In 2006, Bell criticized Human Rights Watch for its reports on the Second Lebanon War, claiming that the organization's claims "mislead readers and betray ... bias," and that "HRW investigation [in Srifa, Lebanon] was either professionally incompetent or a complete fabrication" and "nothing more than window dressing for predetermined anti-Israel conclusions." Human Rights Watch responded by claiming that Bell "displays a curious ignorance about even the basic requirements of international humanitarian law" However, a 2007 report of Human Rights Watch admitted that its "allegation [of criminality in Srifa] turned out to be wrong." The report stated that "eyewitnesses were not always forthcoming about the identity of those that died, and in the case of Srifa, misled our researchers ... a visit to the graveyard made it possible to establish that most of those killed in Srifa were actually combatants," and concluding that "further Human Rights Watch investigations into a deadly strike at Srifa established that an Israeli attack there killed 17 combatants and five civilians on July 19, not the 26 civilians claimed in Fatal Strikes" and "Human Rights Watch regrets the serious inaccuracy in its initial Fatal Strikes report."

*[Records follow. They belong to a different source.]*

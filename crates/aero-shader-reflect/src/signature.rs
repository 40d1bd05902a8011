//! Input/output/patch-constant signatures (`ISGN`/`OSGN`/`PCSG` and their v1 variants) and the
//! register lookups the emitter runs against them.

use bitflags::bitflags;
use tracing::debug;

use crate::error::{ReflectError, Result};

bitflags! {
    /// Component presence mask (`D3D_COMPONENT_MASK`).
    #[derive(Debug, Clone, Copy, PartialEq, Eq, Hash, Default)]
    pub struct ComponentMask: u8 {
        const X = 0b0001;
        const Y = 0b0010;
        const Z = 0b0100;
        const W = 0b1000;
        const XY = Self::X.bits() | Self::Y.bits();
        const XYZ = Self::XY.bits() | Self::Z.bits();
        const XYZW = Self::XYZ.bits() | Self::W.bits();
    }
}

/// System value a signature element is bound to (`D3D_NAME`).
#[derive(Debug, Clone, Copy, PartialEq, Eq, Hash, Default)]
pub enum SystemValue {
    #[default]
    Undefined,
    Position,
    ClipDistance,
    CullDistance,
    RenderTargetArrayIndex,
    ViewportArrayIndex,
    VertexId,
    PrimitiveId,
    InstanceId,
    IsFrontFace,
    SampleIndex,
    FinalQuadEdgeTessFactor,
    FinalQuadInsideTessFactor,
    FinalTriEdgeTessFactor,
    FinalTriInsideTessFactor,
    FinalLineDetailTessFactor,
    FinalLineDensityTessFactor,
    Target,
    Depth,
    Coverage,
    DepthGreaterEqual,
    DepthLessEqual,
    StencilRef,
    InnerCoverage,
}

impl SystemValue {
    pub const fn from_d3d_u32(v: u32) -> Option<Self> {
        Some(match v {
            0 => Self::Undefined,
            1 => Self::Position,
            2 => Self::ClipDistance,
            3 => Self::CullDistance,
            4 => Self::RenderTargetArrayIndex,
            5 => Self::ViewportArrayIndex,
            6 => Self::VertexId,
            7 => Self::PrimitiveId,
            8 => Self::InstanceId,
            9 => Self::IsFrontFace,
            10 => Self::SampleIndex,
            11 => Self::FinalQuadEdgeTessFactor,
            12 => Self::FinalQuadInsideTessFactor,
            13 => Self::FinalTriEdgeTessFactor,
            14 => Self::FinalTriInsideTessFactor,
            15 => Self::FinalLineDetailTessFactor,
            16 => Self::FinalLineDensityTessFactor,
            64 => Self::Target,
            65 => Self::Depth,
            66 => Self::Coverage,
            67 => Self::DepthGreaterEqual,
            68 => Self::DepthLessEqual,
            69 => Self::StencilRef,
            70 => Self::InnerCoverage,
            _ => return None,
        })
    }
}

/// One declared interface slot.
#[derive(Debug, Clone, PartialEq, Eq)]
pub struct InOutSignature {
    pub semantic_name: String,
    pub semantic_index: u32,
    pub system_value: SystemValue,
    pub register: u32,
    pub mask: ComponentMask,
    /// Geometry shader output stream; always 0 for other stages.
    pub stream: u32,
}

impl InOutSignature {
    pub fn new(semantic_name: impl Into<String>, register: u32, mask: ComponentMask) -> Self {
        Self {
            semantic_name: semantic_name.into(),
            semantic_index: 0,
            system_value: SystemValue::Undefined,
            register,
            mask,
            stream: 0,
        }
    }

    pub fn with_semantic_index(mut self, semantic_index: u32) -> Self {
        self.semantic_index = semantic_index;
        self
    }

    pub fn with_system_value(mut self, system_value: SystemValue) -> Self {
        self.system_value = system_value;
        self
    }

    pub fn with_stream(mut self, stream: u32) -> Self {
        self.stream = stream;
        self
    }
}

/// Ordered input, output and patch-constant signatures of one shader.
///
/// Lookups scan in declaration order; which entry wins on ties is part of the contract.
#[derive(Debug, Clone, Default, PartialEq, Eq)]
pub struct SignatureRegistry {
    pub inputs: Vec<InOutSignature>,
    pub outputs: Vec<InOutSignature>,
    pub patch_constants: Vec<InOutSignature>,
}

impl SignatureRegistry {
    pub fn new(
        inputs: Vec<InOutSignature>,
        outputs: Vec<InOutSignature>,
        patch_constants: Vec<InOutSignature>,
    ) -> Self {
        Self {
            inputs,
            outputs,
            patch_constants,
        }
    }

    /// First input at `register` declaring every component of `mask`.
    pub fn find_input(
        &self,
        register: u32,
        mask: ComponentMask,
        allow_missing: bool,
    ) -> Result<Option<&InOutSignature>> {
        match first_covering(&self.inputs, register, mask) {
            Some(sig) => Ok(Some(sig)),
            None if allow_missing => Ok(None),
            None => Err(ReflectError::MissingInputSignature { register, mask }),
        }
    }

    /// First output at `register` on `stream` declaring at least one component of `mask`.
    ///
    /// Outputs may be written a few components at a time, so any overlap counts as a match.
    pub fn find_output(
        &self,
        register: u32,
        mask: ComponentMask,
        stream: u32,
        allow_missing: bool,
    ) -> Result<Option<&InOutSignature>> {
        if mask.is_empty() {
            return Err(ReflectError::EmptyOutputMask { register });
        }

        let found = self
            .outputs
            .iter()
            .find(|sig| sig.register == register && sig.mask.intersects(mask) && sig.stream == stream);
        match found {
            Some(sig) => Ok(Some(sig)),
            None if allow_missing => Ok(None),
            None => Err(ReflectError::MissingOutputSignature {
                register,
                mask,
                stream,
            }),
        }
    }

    /// Output bound to `system_value` with the given semantic index.
    pub fn find_output_by_system_value(
        &self,
        system_value: SystemValue,
        semantic_index: u32,
    ) -> Result<&InOutSignature> {
        self.outputs
            .iter()
            .find(|sig| sig.system_value == system_value && sig.semantic_index == semantic_index)
            .ok_or(ReflectError::MissingSystemValueOutput {
                system_value,
                semantic_index,
            })
    }

    /// Like [`Self::find_input`], against the patch-constant signature.
    ///
    /// With `dcl_indexrange` the compiler can write components outside the declared masks. When
    /// no entry covers `mask`, the last entry declared at `register` is returned instead, not
    /// counting the final entry of the whole signature.
    pub fn find_patch_constant(
        &self,
        register: u32,
        mask: ComponentMask,
        allow_missing: bool,
    ) -> Result<Option<&InOutSignature>> {
        if let Some(sig) = first_covering(&self.patch_constants, register, mask) {
            return Ok(Some(sig));
        }

        // The last declared entry is never a fallback candidate.
        let candidates = &self.patch_constants[..self.patch_constants.len().saturating_sub(1)];
        if let Some(sig) = candidates.iter().rev().find(|sig| sig.register == register) {
            debug!(
                register,
                ?mask,
                declared = ?sig.mask,
                semantic = %sig.semantic_name,
                "patch constant write exceeds declared mask; using last entry at register"
            );
            return Ok(Some(sig));
        }

        if allow_missing {
            Ok(None)
        } else {
            Err(ReflectError::MissingPatchConstantSignature { register, mask })
        }
    }
}

fn first_covering(
    signatures: &[InOutSignature],
    register: u32,
    mask: ComponentMask,
) -> Option<&InOutSignature> {
    signatures
        .iter()
        .find(|sig| sig.register == register && sig.mask.contains(mask))
}
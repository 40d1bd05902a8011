mod common;

use aero_shader_reflect::{
    ComponentMask, InOutSignature, ReflectError, SignatureRegistry, SystemValue,
};
use pretty_assertions::assert_eq;

fn gs_outputs() -> SignatureRegistry {
    SignatureRegistry::new(
        vec![InOutSignature::new("SV_Position", 0, ComponentMask::XYZW)
            .with_system_value(SystemValue::Position)],
        vec![
            InOutSignature::new("SV_Position", 0, ComponentMask::XYZW)
                .with_system_value(SystemValue::Position),
            InOutSignature::new("TEXCOORD", 1, ComponentMask::XY),
            InOutSignature::new("TEXCOORD", 1, ComponentMask::Z).with_semantic_index(1),
            InOutSignature::new("COLOR", 1, ComponentMask::XYZW).with_stream(1),
            InOutSignature::new("SV_Target", 2, ComponentMask::XYZW)
                .with_system_value(SystemValue::Target)
                .with_semantic_index(1),
        ],
        Vec::new(),
    )
}

#[test]
fn output_lookup_uses_mask_intersection() {
    common::init_tracing();
    let sigs = gs_outputs();

    let hit = sigs
        .find_output(1, ComponentMask::Y | ComponentMask::Z, 0, false)
        .unwrap()
        .expect("xy overlaps yz");
    assert_eq!(hit.semantic_name, "TEXCOORD");
    assert_eq!(hit.semantic_index, 0);

    let hit = sigs
        .find_output(1, ComponentMask::Z | ComponentMask::W, 0, false)
        .unwrap()
        .expect("z entry overlaps zw");
    assert_eq!(hit.semantic_index, 1);

    assert_eq!(sigs.find_output(1, ComponentMask::W, 0, true), Ok(None));
    assert_eq!(
        sigs.find_output(1, ComponentMask::W, 0, false),
        Err(ReflectError::MissingOutputSignature {
            register: 1,
            mask: ComponentMask::W,
            stream: 0
        })
    );
}

#[test]
fn output_lookup_matches_stream() {
    let sigs = gs_outputs();
    let hit = sigs
        .find_output(1, ComponentMask::W, 1, false)
        .unwrap()
        .unwrap();
    assert_eq!(hit.semantic_name, "COLOR");
    assert_eq!(sigs.find_output(0, ComponentMask::X, 1, true), Ok(None));
}

#[test]
fn xy_signature_against_yz_and_zw_queries() {
    let sigs = SignatureRegistry::new(
        Vec::new(),
        vec![InOutSignature::new("TEXCOORD", 3, ComponentMask::XY)],
        Vec::new(),
    );
    assert!(sigs
        .find_output(3, ComponentMask::Y | ComponentMask::Z, 0, true)
        .unwrap()
        .is_some());
    assert!(sigs
        .find_output(3, ComponentMask::Z | ComponentMask::W, 0, true)
        .unwrap()
        .is_none());
}

#[test]
fn system_value_lookup_is_exact_and_mandatory() {
    let sigs = gs_outputs();
    assert_eq!(
        sigs.find_output_by_system_value(SystemValue::Target, 1)
            .map(|s| s.register),
        Ok(2)
    );
    assert_eq!(
        sigs.find_output_by_system_value(SystemValue::Target, 0),
        Err(ReflectError::MissingSystemValueOutput {
            system_value: SystemValue::Target,
            semantic_index: 0
        })
    );
}

#[test]
fn input_lookup_is_first_superset_match() {
    let sigs = gs_outputs();
    let hit = sigs
        .find_input(0, ComponentMask::XY, false)
        .unwrap()
        .unwrap();
    assert_eq!(hit.system_value, SystemValue::Position);
    assert!(sigs.find_input(3, ComponentMask::X, false).is_err());
}
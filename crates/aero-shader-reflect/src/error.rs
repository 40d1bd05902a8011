use thiserror::Error;

use crate::resource::ResourceKind;
use crate::signature::{ComponentMask, SystemValue};

/// Result alias used by every fallible query in this crate.
pub type Result<T, E = ReflectError> = core::result::Result<T, E>;

/// Consistency violations detected while querying a [`crate::ShaderInfo`].
///
/// Every variant means the shader's declared metadata contradicts what the emitter asked for.
/// Expected absence (e.g. "no input declared at this register") is reported as `Ok(None)` by the
/// lookups that take an `allow_missing` argument, never through this type.
#[derive(Debug, Clone, PartialEq, Eq, Error)]
pub enum ReflectError {
    #[error("resource kind {0:?} has no binding group")]
    UnsupportedResourceKind(ResourceKind),
    #[error("no texture binding covers t{register}")]
    MissingTextureBinding { register: u32 },
    #[error("no constant buffer is bound at b{bind_point}")]
    MissingConstantBuffer { bind_point: u32 },
    #[error("shader model {major}.{minor} carries no per-buffer constant buffer reflection")]
    ConstantBuffersUnavailable { major: u32, minor: u32 },
    #[error("input signature does not declare v{register} with components {mask:?}")]
    MissingInputSignature { register: u32, mask: ComponentMask },
    #[error("output signature does not declare o{register} with components {mask:?} on stream {stream}")]
    MissingOutputSignature {
        register: u32,
        mask: ComponentMask,
        stream: u32,
    },
    #[error("output signature lookup for o{register} used an empty component mask")]
    EmptyOutputMask { register: u32 },
    #[error("output signature has no {system_value:?} with semantic index {semantic_index}")]
    MissingSystemValueOutput {
        system_value: SystemValue,
        semantic_index: u32,
    },
    #[error("patch constant signature does not declare register {register} (components {mask:?})")]
    MissingPatchConstantSignature { register: u32, mask: ComponentMask },
}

Bell was formerly a visiting professor at Fordham University School of Law and the University of Connecticut School of Law.

He currently teaches classes on property and intellectual property at University of San Diego School of Law, and on property, intellectual property and public international law at Bar-Ilan University's Faculty of Law.

Bell also serves as Senior Fellow at the Kohelet Policy Forum.